Damped spring problem with laplace transform

1. Nov 9, 2014

Sneakatone

1. The problem statement, all variables and given/known data
A 4-pound weight stretches a spring 2 feet. The weight is released from rest 15 inches above the equilibrium position, and the resulting motion takes place in a medium offering a damping force numerically equal to 7/8 times the instantaneous velocity.

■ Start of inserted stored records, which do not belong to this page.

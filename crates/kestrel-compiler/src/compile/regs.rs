//! Allocation of the general-purpose registers to expression temporaries.

use kestrel_bytecode::{NUM_GENERAL, Reg};

#[derive(Debug, Default)]
pub struct RegisterPool {
    in_use: [bool; NUM_GENERAL],
}

impl RegisterPool {
    pub fn new() -> Self {
        Self::default()
    }

    /// Lowest free register, if any.
    pub fn alloc(&mut self) -> Option<Reg> {
        let index = self.in_use.iter().position(|used| !used)?;
        self.in_use[index] = true;
        Some(Reg::GENERAL[index])
    }

    /// Return a register to the pool. Reserved registers are ignored.
    pub fn free(&mut self, reg: Reg) {
        if let Some(index) = reg.general_index() {
            self.in_use[index] = false;
        }
    }

    pub fn reset(&mut self) {
        self.in_use = [false; NUM_GENERAL];
    }

    pub fn in_use_count(&self) -> usize {
        self.in_use.iter().filter(|used| **used).count()
    }
}

#[cfg(test)]
mod tests {
    use super::*;

    #[test]
    fn allocates_lowest_free() {
        let mut pool = RegisterPool::new();
        assert_eq!(pool.alloc(), Some(Reg::Eax));
        assert_eq!(pool.alloc(), Some(Reg::Ebx));
        pool.free(Reg::Eax);
        assert_eq!(pool.alloc(), Some(Reg::Eax));
        assert_eq!(pool.in_use_count(), 2);
    }

    #[test]
    fn exhaustion() {
        let mut pool = RegisterPool::new();
        for _ in 0..NUM_GENERAL {
            assert!(pool.alloc().is_some());
        }
        assert_eq!(pool.alloc(), None);

        pool.reset();
        assert_eq!(pool.in_use_count(), 0);
    }
}
//! Fetch/decode/execute engine.

mod error;
mod registers;
mod stack;
mod trace;
mod value;
mod vm;

#[cfg(test)]
mod trace_tests;
#[cfg(test)]
mod vm_tests;

pub use error::RuntimeError;
pub use registers::Registers;
pub use stack::Stack;
pub use trace::{NoopTracer, PrintTracer, Tracer, Verbosity};
pub use value::Value;
pub use vm::{FuelLimits, RunOutcome, VM, VMBuilder};
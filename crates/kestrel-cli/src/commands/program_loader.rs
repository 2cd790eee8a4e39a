//! Shared input handling: every command takes a source file, a built image,
//! stdin, or inline text.

use std::fs;
use std::io::{self, Read};
use std::path::Path;

use kestrel_lib::bytecode::MAGIC;
use kestrel_lib::{Diagnostics, Image, Interpreter, InterpreterBuilder};

/// What the user handed us.
pub enum ProgramInput {
    Source { name: String, text: String },
    Image(Image),
}

impl ProgramInput {
    pub fn as_source(&self) -> Option<(&str, &str)> {
        match self {
            Self::Source { name, text } => Some((name, text)),
            Self::Image(_) => None,
        }
    }
}

pub fn load_program(
    program_path: Option<&Path>,
    eval_text: Option<&str>,
) -> Result<ProgramInput, String> {
    if let Some(text) = eval_text {
        return Ok(ProgramInput::Source {
            name: "<eval>".to_owned(),
            text: text.to_owned(),
        });
    }

    let Some(path) = program_path else {
        return Err("program is required: use a positional path or -e/--eval".to_owned());
    };

    let (name, bytes) = if path.as_os_str() == "-" {
        let mut buf = Vec::new();
        io::stdin()
            .read_to_end(&mut buf)
            .map_err(|e| format!("failed to read stdin: {e}"))?;
        ("<stdin>".to_owned(), buf)
    } else {
        let bytes =
            fs::read(path).map_err(|e| format!("failed to read '{}': {e}", path.display()))?;
        (path.display().to_string(), bytes)
    };

    classify(name, bytes)
}

/// Images are recognized by their magic, not their extension.
pub fn classify(name: String, bytes: Vec<u8>) -> Result<ProgramInput, String> {
    if bytes.starts_with(&MAGIC) {
        let image = Image::from_bytes(&bytes).map_err(|e| format!("{name}: {e}"))?;
        return Ok(ProgramInput::Image(image));
    }
    let text = String::from_utf8(bytes).map_err(|_| format!("{name}: not valid UTF-8"))?;
    Ok(ProgramInput::Source { name, text })
}

pub fn render_diagnostics(diagnostics: &Diagnostics, name: &str, text: &str, color: bool) -> String {
    diagnostics
        .printer()
        .source(text)
        .path(name)
        .colored(color)
        .render()
}

/// Compile and link, or adopt the image as is. Exits on failure.
pub fn prepare(input: &ProgramInput, builder: InterpreterBuilder, color: bool) -> Interpreter {
    let mut interp = builder.build();
    match input {
        ProgramInput::Image(image) => interp.load_image(image.clone()),
        ProgramInput::Source { name, text } => {
            compile_or_exit(&mut interp, name, text, color);
            if let Err(e) = interp.link() {
                eprintln!("error: {e}");
                std::process::exit(1);
            }
        }
    }
    interp
}

/// Compile, echoing warnings to stderr. Exits with the rendered errors on failure.
pub fn compile_or_exit(interp: &mut Interpreter, name: &str, text: &str, color: bool) {
    match interp.compile(text) {
        Ok(warnings) => {
            if !warnings.is_empty() {
                eprint!("{}", render_diagnostics(warnings, name, text, color));
            }
        }
        Err(e) => {
            match e.diagnostics() {
                Some(d) => eprint!("{}", render_diagnostics(d, name, text, color)),
                None => eprintln!("error: {e}"),
            }
            std::process::exit(1);
        }
    }
}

Use the Laplace transform to find the equation of motion x(t). (Use g = 32 ft/s2 for the acceleration due to gravity.)

2. Relevant equations
my''+(beta)y'+ky=0

m=4/32=1/8
beta=7/8
k=4/2=2
3. The attempt at a solution
1/8y''+7/8y'+2y=0, y(0)=-18, y'(0)=0

I know the answer which is:
-1/10e^(-7t/2)[7√(15)sin(√(15)t/2)+15cos(√(15)t/2)]
https://www.webassign.net/latexImages/5/f/f1c0fb013b3d1d7c4fddd1209a1d60.gif

but my awnser came out to be:
http://www4c.wolframalpha.com/Calculate/MSP/MSP104701e9a70abfi51f43a000045edi0bi5e950fi2?MSPStoreType=image/gif&s=14&w=373.&h=45 [Broken].

which makes me fell like my y'(0) is incorrect. I would think that y'(0) would be a valid initial condition but the problem seem to not state anymore about velocity.

Last edited by a moderator: May 7, 2017
2. Nov 9, 2014

vela

Staff Emeritus
I take it the weight is released from 18 inches above the equilibrium point, not 15 inches like you typed above. The link to your answer doesn't work, but I suspect the problem is simply that you didn't specify y(0) in the correct units. The statement does say that the weight was released from rest, so your condition of y'(0) = 0 is correct.

Last edited by a moderator: May 7, 2017
3. Nov 9, 2014

Sneakatone

my answer came out to be

y(x) = -6/5 e^(-7 x/2) (7 sqrt(15) sin((sqrt(15) x)/2)+15 cos((sqrt(15) x)/2))
which is different and yes the problem is suppose to be released at 18 not 15.

4. Nov 9, 2014

Sneakatone

my answer came out to be
y(x) = -6/5 e^(-7 x/2) (7 sqrt(15) sin((sqrt(15) x)/2)+15 cos((sqrt(15) x)/2))
which is different. and yes the problem is suppose to be released at 18 not 15.

5. Nov 9, 2014

vela

Staff Emeritus
Unless you show your work, we can't figure out what you're doing wrong.

6. Dec 7, 2014

Sneakatone

sorry for the late reply but I found that the released spring distance was in inches so I just had to convert the 15 in to ft.